Probably, however, the most significant string of all was that of stout twine that reached from Willie’s shop to the home of Janoah Eldridge, two fields beyond, just at the junction of the Belleport and Harbor roads. This string not only linked the two cottages but sustained upon its taut line a small wooden box that could be pulled back and forth at will and convey from one abode to the other not only written communications but also such diminutive articles as pipes, tobacco, spectacles, balls of string, boxes of tacks, and even tools of moderate weight. By means of this primitive special delivery service Jan Eldridge could be summoned posthaste whenever an especially luminous inspiration flashed upon Willie’s intellect and could assist in helping to make the dream a reality.

Chapter 1

The setup of Willie and Tiny’s situation and the back-and-forths they constantly share are great fun, and it’s a shame that they take a backseat to the younger, more conventional characters once the story gets going. The stuff with Robert and the women isn’t insufferable by any means, but it’s certainly not the most interesting thing going on here.

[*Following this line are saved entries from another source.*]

pub mod ball;
pub mod commentary;
pub mod config;
pub mod crease;
pub mod live_match;
pub mod match_state;
pub mod observers;
pub mod probability;
pub mod random;
pub mod score;
pub mod ticker;

pub use ball::{BallGenerator, BallOutcome, Dismissal, OutcomeGenerator};
pub use commentary::{CommentaryEvent, CommentaryKind, CommentaryLog};
pub use config::MatchConfig;
pub use crease::{BatterFigures, BowlerFigures, CreaseSnapshot, CreaseTracker};
pub use live_match::{
    DeliveryData, FullTimeData, InningsBreakData, LiveMatch, SeededMatch, StepResult,
};
pub use match_state::{get_match_result, is_match_complete, Innings, MatchPhase, MatchResult, MatchState};
pub use observers::{
    Atmosphere, AtmosphereSnapshot, CrowdMood, CrowdMoodTracker, MatchObserver,
    OverreactionMeter, ReactionProfile,
};
pub use probability::{DeliveryCategory, OutcomeTable};
pub use random::{EntropySource, RngSource, ScriptedSource, SeededSource, UniformSource};
pub use score::{
    balls_remaining, current_ball_in_over, format_overs, is_innings_complete, is_over_complete,
    max_balls, required_run_rate, runs_needed, ChaseStatus, ChaseTrend, Score, BALLS_PER_OVER,
    DEFAULT_MAX_OVERS, MAX_WICKETS,
};
pub use ticker::{MatchTicker, TickUpdate};
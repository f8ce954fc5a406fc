pub mod driver;
pub mod execution_state;
use log::info;

use crate::pipeline::instruction::InstructionRecord;
use crate::system::system::System;

impl System {
    /// Fills the fetch latch from the program counter. Past the end of the
    /// program bubbles are supplied so the pipeline can drain
    pub(crate) fn pipeline_fetch(&mut self) {
        if self.pipeline.stalled {
            info!("Pipeline::Fetch: Decode stalled, holding {}", self.pipeline.fetch);
            return;
        }

        self.pipeline.fetch = match self.program.get(self.program_counter) {
            Some(line) => {
                info!(
                    "Pipeline::Fetch: Fetched {} from line {}",
                    line.instruction,
                    line.address_label()
                );
                self.current_line = Some(line.address);
                self.program_counter += 1;
                InstructionRecord::fetched(line.address, &line.instruction)
            }
            None => InstructionRecord::nop(),
        };
    }
}

#[cfg(test)]
mod test {
    use crate::system::system::System;

    #[test]
    fn fetches_in_order_then_bubbles() {
        let mut system = System::default();
        system.load_program(["LI $1, 1", "LI $2, 2"]);
        system.pipeline_fetch();
        assert_eq!(system.pipeline.fetch.address, Some(0));
        system.pipeline_fetch();
        assert_eq!(system.pipeline.fetch.address, Some(1));
        assert_eq!(system.current_line(), Some(1));
        system.pipeline_fetch();
        assert!(system.pipeline.fetch.is_nop());
        assert_eq!(system.program_counter(), 2);
        assert_eq!(system.current_line(), Some(1));
    }

    #[test]
    fn stall_holds_latch() {
        let mut system = System::default();
        system.load_program(["LI $1, 1", "LI $2, 2"]);
        system.pipeline_fetch();
        system.pipeline.stalled = true;
        system.pipeline_fetch();
        assert_eq!(system.pipeline.fetch.address, Some(0));
        assert_eq!(system.program_counter(), 1);
    }
}
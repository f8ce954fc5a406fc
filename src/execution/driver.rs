use std::sync::atomic::{AtomicBool, Ordering};
use std::sync::Arc;
use std::time::Duration;

use log::info;

use crate::execution::execution_state::ExecutionMode;
use crate::system::system::{System, SystemMessage};

/// Cancels a continuous run from outside the task driving it
#[derive(Debug, Clone)]
pub struct RunHandle {
    running: Arc<AtomicBool>,
}

impl RunHandle {
    /// Requests the run to stop. Takes effect before the next cycle
    pub fn stop(&self) {
        self.running.store(false, Ordering::SeqCst);
    }

    pub fn is_running(&self) -> bool {
        self.running.load(Ordering::SeqCst)
    }
}

impl System {
    /// Advances a single cycle, returning the line most recently fetched.
    /// Returns `None` once the program has halted
    pub fn step_once(&mut self) -> Option<usize> {
        if self.execution_state.mode != ExecutionMode::Halted {
            self.execution_state.mode = ExecutionMode::SteppingOnce;
        }
        match self.advance_cycle() {
            SystemMessage::Continue => self.current_line,
            SystemMessage::Halt => None,
        }
    }

    /// Runs from the first line with `delay` between cycles until the program
    /// halts or the run is stopped through a `RunHandle`. The pipeline is
    /// cleared first, registers and memory are kept
    pub async fn run(&mut self, delay: Duration) -> ExecutionMode {
        self.reset_pipeline();
        self.execution_state.mode = ExecutionMode::Running;
        self.execution_state.speed = delay;
        self.running.store(true, Ordering::SeqCst);
        info!("Starting continuous run, {}ms per cycle", delay.as_millis());

        loop {
            if !self.running.load(Ordering::SeqCst) {
                info!("Run cancelled after {} cycles", self.clock);
                self.stop();
                break;
            }
            if self.advance_cycle() == SystemMessage::Halt {
                break;
            }
            tokio::time::sleep(delay).await;
        }

        self.execution_state.mode
    }

    pub fn run_handle(&self) -> RunHandle {
        RunHandle {
            running: Arc::clone(&self.running),
        }
    }

    /// Ends any run and clears the pipeline, registers and memory are kept
    pub fn stop(&mut self) {
        self.running.store(false, Ordering::SeqCst);
        self.reset_pipeline();
    }
}
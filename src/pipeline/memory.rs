use log::{info, warn};

use crate::common::PipelineStage;
use crate::pipeline::instruction::Opcode;
use crate::system::system::System;

impl System {
    /// Performs the data memory access for loads and stores, everything else
    /// passes through untouched
    pub(crate) fn pipeline_memory(&mut self) {
        let mut instr = std::mem::take(&mut self.pipeline.execute);

        match (&instr.opcode, instr.memory_address) {
            (Opcode::Lw, Some(address)) => {
                let data = match self.memory_system.read_word(address) {
                    Ok(data) => data,
                    Err(e) => {
                        self.report(PipelineStage::Memory, e);
                        0
                    }
                };
                info!("Pipeline::Memory: Loaded {data:#010X} from {address:#06X}");
                instr.result = Some(data);
            }
            (Opcode::Sw, Some(address)) => {
                let data = instr.result.unwrap_or(0);
                match self.memory_system.write_word(address, data) {
                    Ok(()) => info!("Pipeline::Memory: Stored {data:#010X} to {address:#06X}"),
                    Err(e) => self.report(PipelineStage::Memory, e),
                }
            }
            (Opcode::Lw | Opcode::Sw, None) => {
                warn!("Pipeline::Memory: {instr} has no effective address, skipping access");
            }
            _ => {}
        }

        self.pipeline.memory = instr;
    }
}

#[cfg(test)]
mod test {
    use crate::errors::SimError;
    use crate::pipeline::instruction::{InstructionRecord, Opcode};
    use crate::system::system::System;

    #[test]
    fn store_then_load() {
        let mut system = System::default();
        for _ in 0..50 {
            let address = i64::from(rand::random::<u16>() % 8188);
            let data: u32 = rand::random();
            system.pipeline.execute = InstructionRecord {
                opcode: Opcode::Sw,
                memory_address: Some(address),
                result: Some(data),
                ..InstructionRecord::nop()
            };
            system.pipeline_memory();
            assert_eq!(system.read_word(address), Ok(data));

            system.pipeline.execute = InstructionRecord {
                opcode: Opcode::Lw,
                memory_address: Some(address),
                ..InstructionRecord::nop()
            };
            system.pipeline_memory();
            assert_eq!(system.pipeline.memory.result, Some(data));
        }
    }

    #[test]
    fn oversize_load_reports() {
        let mut system = System::default();
        system.pipeline.execute = InstructionRecord {
            opcode: Opcode::Lw,
            memory_address: Some(8190),
            ..InstructionRecord::nop()
        };
        system.pipeline_memory();
        assert_eq!(system.pipeline.memory.result, Some(0));
        assert_eq!(
            system.take_diagnostics()[0].error,
            SimError::UnalignedOversizeAccess {
                address: 8190,
                capacity: 8192
            }
        );
    }

    #[test]
    fn other_instructions_pass_through() {
        let mut system = System::default();
        let instr = InstructionRecord {
            opcode: Opcode::Add,
            result: Some(3),
            ..InstructionRecord::nop()
        };
        system.pipeline.execute = instr.clone();
        system.pipeline_memory();
        assert_eq!(system.pipeline.memory, instr);
        assert!(system.pipeline.execute.is_nop());
    }
}
pub mod memory_system;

If you think you might like to read this book, one thing I will warn you about is the dialogue. Bassett writes out the characters’ New England accents phonetically, which can be awkward to read at times. There’s lots of stuff like “idee” for “idea,” “figger” for “figure” and dropping the last syllable of most words. You won’t have much trouble with it if you can read stuff like Tom Sawyer and Huck Finn reasonably well, but not everybody can.

When it comes to regional comedy-dramas about small towns, I think this one isn’t too bad. The writing is fairly decent, and Bassett gives us an interesting plot and fun characters. If you read the first couple of chapters and like it, then you could probably knock it out in an afternoon or two.